Kitabınızda Adana Katliamları’nın genellikle Ermeni Soykırımı’nın bir “provası” olarak görüldüğünü ancak sizin kitabınızın bu anlatıdan farklı bir çerçeve sunduğunu belirtiyorsunuz. Bu “prova” anlatısının eksiklikleri nelerdir ve sizin yaklaşımınız bu olayı anlamamız için bize ne gibi yeni pencereler açıyor?
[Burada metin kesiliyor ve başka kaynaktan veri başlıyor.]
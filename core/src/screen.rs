use crate::constants::{DISPLAY_HEIGHT, DISPLAY_WIDTH};

/// The FrameBuffer is indexed as [y][x]; every pixel is either 0 or 1
pub type FrameBuffer = [[u8; DISPLAY_WIDTH]; DISPLAY_HEIGHT];

/// # Screen
/// A 64x32 monochrome frame buffer and a flag recording whether it changed
/// since the host last took a frame.
///
/// Sprites are XORed onto the buffer. Pixels that would land off the edge of
/// the screen are clipped rather than wrapped around.
#[derive(Clone, Debug)]
pub struct Screen {
    frame_buffer: FrameBuffer,
    dirty: bool,
}

impl Screen {
    pub fn new() -> Self {
        Screen {
            frame_buffer: [[0; DISPLAY_WIDTH]; DISPLAY_HEIGHT],
            dirty: false,
        }
    }

    pub fn clear(&mut self) {
        self.frame_buffer = [[0; DISPLAY_WIDTH]; DISPLAY_HEIGHT];
        self.dirty = true;
    }

    /// XORs `sprite` onto the buffer with its top left corner at (x, y).
    ///
    /// Each byte of `sprite` is one row, most significant bit leftmost.
    /// Returns whether any lit pixel was turned off (a collision).
    ///
    /// # Arguments
    /// * `x` column of the sprite's leftmost pixel
    /// * `y` row of the sprite's top pixel
    /// * `sprite` one byte per row
    pub fn draw_sprite(&mut self, x: usize, y: usize, sprite: &[u8]) -> bool {
        let mut collision = false;

        for (row, byte) in sprite.iter().enumerate() {
            let py = y + row;
            if py >= DISPLAY_HEIGHT {
                break;
            }
            for bit in 0..8 {
                let px = x + bit;
                if px >= DISPLAY_WIDTH {
                    break;
                }
                let pixel = (byte >> (7 - bit)) & 0x1;
                if pixel == 0 {
                    continue;
                }
                let target = &mut self.frame_buffer[py][px];
                collision |= *target == 1;
                *target ^= 1;
            }
        }

        self.dirty = true;
        collision
    }

    pub fn pixel(&self, x: usize, y: usize) -> u8 {
        self.frame_buffer[y][x]
    }

    pub fn frame(&self) -> &FrameBuffer {
        &self.frame_buffer
    }

    pub fn is_dirty(&self) -> bool {
        self.dirty
    }

    /// Returns a copy of the FrameBuffer if it changed since the last call
    pub fn take_frame(&mut self) -> Option<FrameBuffer> {
        if self.dirty {
            self.dirty = false;
            Some(self.frame_buffer)
        } else {
            None
        }
    }
}

impl Default for Screen {
    fn default() -> Self {
        Self::new()
    }
}
use std::io::Read;
use std::time::Duration;

use log::{debug, error, trace, warn};

use crate::config::Config;
use crate::error::{Fault, LoadError};
use crate::input::{Key, KeyEvent};
use crate::instruction::{self, Flow};
use crate::memory::Memory;
use crate::registers::Registers;
use crate::screen::FrameBuffer;
use crate::state::State;

/// Whether the host should keep calling `Machine::cycle`
#[derive(Copy, Clone, Debug, PartialEq, Eq)]
pub enum Status {
    Running,
    Halted,
}

#[derive(Copy, Clone, Debug, PartialEq, Eq)]
enum RunState {
    Running,
    /// FX0A found no key; the program counter is held until one is latched
    AwaitingKey { register: u8 },
    /// Terminal; nothing executes any more
    Halted,
}

/// # Machine
/// A single virtual machine instance.
///
/// Tracks:
///  - its `state`, owned exclusively and mutated one cycle at a time
///  - the `config` it was constructed with
///  - whether it is running, waiting for a key or halted (and why)
///
/// Supplies interfaces for:
/// - loading programs
/// - pressing and releasing keys
/// - advancing the CPU by a cycle and the timers by wall-clock time
/// - inspecting its frame buffer for rendering by some display
/// - sampling whether a tone should be audible
pub struct Machine {
    state: State,
    config: Config,
    run_state: RunState,
    fault: Option<Fault>,
    cycles: u64,
}

impl Machine {
    pub fn new(config: Config) -> Self {
        Machine {
            state: State::new(&config),
            config,
            run_state: RunState::Running,
            fault: None,
            cycles: 0,
        }
    }

    pub fn config(&self) -> &Config {
        &self.config
    }

    /// Resets the machine and copies a program to 0x200.
    /// Programs that don't fit are refused and the machine is left as it was.
    pub fn load_program(&mut self, program: &[u8]) -> Result<(), LoadError> {
        let mut state = State::new(&self.config);
        state.memory.load_program(program)?;
        self.state = state;
        self.run_state = RunState::Running;
        self.fault = None;
        self.cycles = 0;
        Ok(())
    }

    /// Load a rom from a source file
    ///
    /// # Arguments
    /// * `reader` a file reader that contains a ROM
    pub fn load_rom(&mut self, reader: &mut dyn Read) -> Result<(), LoadError> {
        let mut program = Vec::new();
        reader.read_to_end(&mut program)?;
        self.load_program(&program)
    }

    /// Advances the CPU by a single cycle
    /// - does nothing once halted
    /// - resumes if awaiting a keypress and one was latched this cycle
    /// - otherwise fetches, decodes and executes the next opcode
    ///
    /// Every cycle that isn't halted counts towards the timer divider and
    /// ends by dropping the key latch.
    pub fn cycle(&mut self) -> Status {
        match self.run_state {
            RunState::Halted => return Status::Halted,
            RunState::AwaitingKey { register } => self.resume(register),
            RunState::Running => self.step(),
        }

        self.state.timers.cycle();
        self.state.keypad.end_cycle();
        self.cycles += 1;
        self.status()
    }

    /// Reports wall-clock time to the timers; returns the number of ticks fired
    pub fn elapse(&mut self, elapsed: Duration) -> u32 {
        if self.run_state == RunState::Halted {
            return 0;
        }
        self.state.timers.elapse(elapsed)
    }

    /// Applies a key transition; presses are latched for the next cycle
    pub fn apply(&mut self, event: KeyEvent) {
        self.state.keypad.apply(event);
    }

    /// Set the pressed status of key and latch it
    pub fn key_press(&mut self, key: Key) {
        self.apply(KeyEvent::pressed(key));
    }

    /// Unset the pressed status of key
    pub fn key_release(&mut self, key: Key) {
        self.apply(KeyEvent::released(key));
    }

    pub fn set_key(&mut self, key: Key, held: bool) {
        self.state.keypad.set_key(key, held);
    }

    /// Marks `key` as pressed during the coming cycle without changing held state
    pub fn latch_key(&mut self, key: Key) {
        self.state.keypad.latch(key);
    }

    /// Returns the FrameBuffer if the display should be redrawn
    pub fn take_frame(&mut self) -> Option<FrameBuffer> {
        self.state.screen.take_frame()
    }

    pub fn frame(&self) -> &FrameBuffer {
        self.state.screen.frame()
    }

    /// Whether a tone should be audible right now
    pub fn tone(&self) -> bool {
        self.state.timers.tone()
    }

    pub fn status(&self) -> Status {
        match self.run_state {
            RunState::Halted => Status::Halted,
            _ => Status::Running,
        }
    }

    /// Why the machine halted, if it has
    pub fn fault(&self) -> Option<&Fault> {
        self.fault.as_ref()
    }

    pub fn is_waiting_for_key(&self) -> bool {
        matches!(self.run_state, RunState::AwaitingKey { .. })
    }

    pub fn registers(&self) -> &Registers {
        &self.state.registers
    }

    pub fn memory(&self) -> &Memory {
        &self.state.memory
    }

    pub fn delay_timer(&self) -> u8 {
        self.state.timers.delay
    }

    pub fn sound_timer(&self) -> u8 {
        self.state.timers.sound
    }

    /// Cycles executed so far, including those spent waiting for a key
    pub fn cycles(&self) -> u64 {
        self.cycles
    }

    fn step(&mut self) {
        let pc = self.state.registers.pc;
        let op = self.state.memory.opcode(pc);

        let operation = match instruction::from_op(op) {
            Some(operation) => operation,
            None => {
                warn!("skipping unknown opcode {} at {:#05X}", op, pc);
                self.advance(0x2);
                return;
            }
        };

        trace!(
            "{:#05X} {} {:<16} v{:02X?} i{:04X}",
            pc,
            op,
            instruction::mnemonic(op),
            self.state.registers.v,
            self.state.registers.i
        );

        match operation(op, &mut self.state, &self.config) {
            Ok(Flow::Next) => self.advance(0x2),
            Ok(Flow::Skip) => self.advance(0x4),
            Ok(Flow::Jump(addr)) => self.state.registers.pc = addr,
            Ok(Flow::Wait(register)) => {
                debug!("waiting for a key for V{:X}", register);
                self.run_state = RunState::AwaitingKey { register };
            }
            Err(fault) => self.halt(fault),
        }
    }

    fn resume(&mut self, register: u8) {
        if let Some(key) = self.state.keypad.latched() {
            debug!("V{:X} = key {:X}; resuming", register, key.index());
            self.state.registers.set_v(register, key.index());
            self.advance(0x2);
            self.run_state = RunState::Running;
        }
    }

    fn advance(&mut self, by: u16) {
        self.state.registers.pc = self.state.registers.pc.wrapping_add(by) & 0x0FFF;
    }

    fn halt(&mut self, fault: Fault) {
        error!("halting at {:#05X}: {}", self.state.registers.pc, fault);
        self.fault = Some(fault);
        self.run_state = RunState::Halted;
    }
}

impl Default for Machine {
    fn default() -> Self {
        Self::new(Config::default())
    }
}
Pek çok Ermeni ve Avrupalı tarihçi, Adana Katliamları’nı Ermeni Soykırımı’nın (1915-1923) bir “provası” olarak tanımlar. Vahakn N. Dadrian ve Raymond H. Kévorkian gibi önde gelen araştırmacılar, Adana Katliamları’nın İttihat ve Terakki Cemiyeti’nin daha sonra uygulayacağı soykırım politikalarının habercisi olduğunu ileri sürer. “Prova” kavramı Batı akademik çevrelerinde ilk kez Dadrian tarafından, 1988’de Armenian Review dergisinde yayımlanan “The Circumstances Surrounding the 1909 Adana Holocaust” başlıklı makalesinde dile getirilmiştir. Dadrian burada Adana olaylarının, sonraki on yılda Ermenilerin sistematik olarak imha edilmesinin habercisi olduğunu savunur. Benzer şekilde, Kévorkian da Adana’daki şiddetten doğrudan İttihat ve Terakki’yi sorumlu tutar.
“Prova” çerçevesi, Ermeni Soykırımı tarihyazımında oldukça etkili olan daha geniş bir yaklaşım olan “süreklilik yaklaşımı” ile yakından bağlantılıdır. Bu perspektif, geç Osmanlı İmparatorluğu’ndaki şiddeti, soykırımda doruğa ulaşan doğrusal bir sürecin parçası olarak yorumlar. Bu yaklaşımı benimseyen yakın tarihli bir eser, Benny Morris ve Dror Ze’evi’nin The Thirty-Year Genocide (Harvard University Press, 2019) adlı kitabıdır.
Ben hem “prova” tezine hem de süreklilik yaklaşımına katılmıyorum. Zira bu yaklaşımlar, şiddetin geç Osmanlı siyasi kültürünün kaçınılmaz ve doğal bir özelliği olduğu yönünde bir tür tarihsel determinizmi ima eder. Böyle bir okuma, Osmanlı-Türk toplumunu özünde şiddet yanlısı olarak özselleştirme ya da şiddeti doğrudan İslam ile ilişkilendirme riskini taşır ki bu tür yaklaşımlar oryantalist varsayımları yansıtır ve dürüst bir akademik incelemeyi ilerletmez.
Bunun yerine, geç Osmanlı İmparatorluğu’nda kitlesel şiddet olaylarının ne tekdüze ne de önceden belirlenmiş olduğunu kabul etmeliyiz. Fail ve kurbanların kimlikleri zaman ve mekâna göre önemli ölçüde farklılık gösteriyordu; çoğu kez dinî, etnik ve kültürel sınırları da aşıyordu. Şiddeti yalnızca tarihsel bir sürekliliğin sonucu olarak açıklamak yeterli değildir; daha incelikli bir çerçeveye ihtiyaç vardır.
Kitabımda ileri sürdüğüm üzere, Osmanlı’daki şiddet yalnızca tarihsel açıdan değil, aynı zamanda sosyal bilimlerin bakış açısıyla da incelenmelidir. Belirli şiddet bağlamlarını şekillendiren siyasi, sosyo-ekonomik ve dinî baskıların anlaşılması, bu trajik olayların daha karmaşık, eleştirel ve nihayetinde daha doğru bir yorumunu mümkün kılar.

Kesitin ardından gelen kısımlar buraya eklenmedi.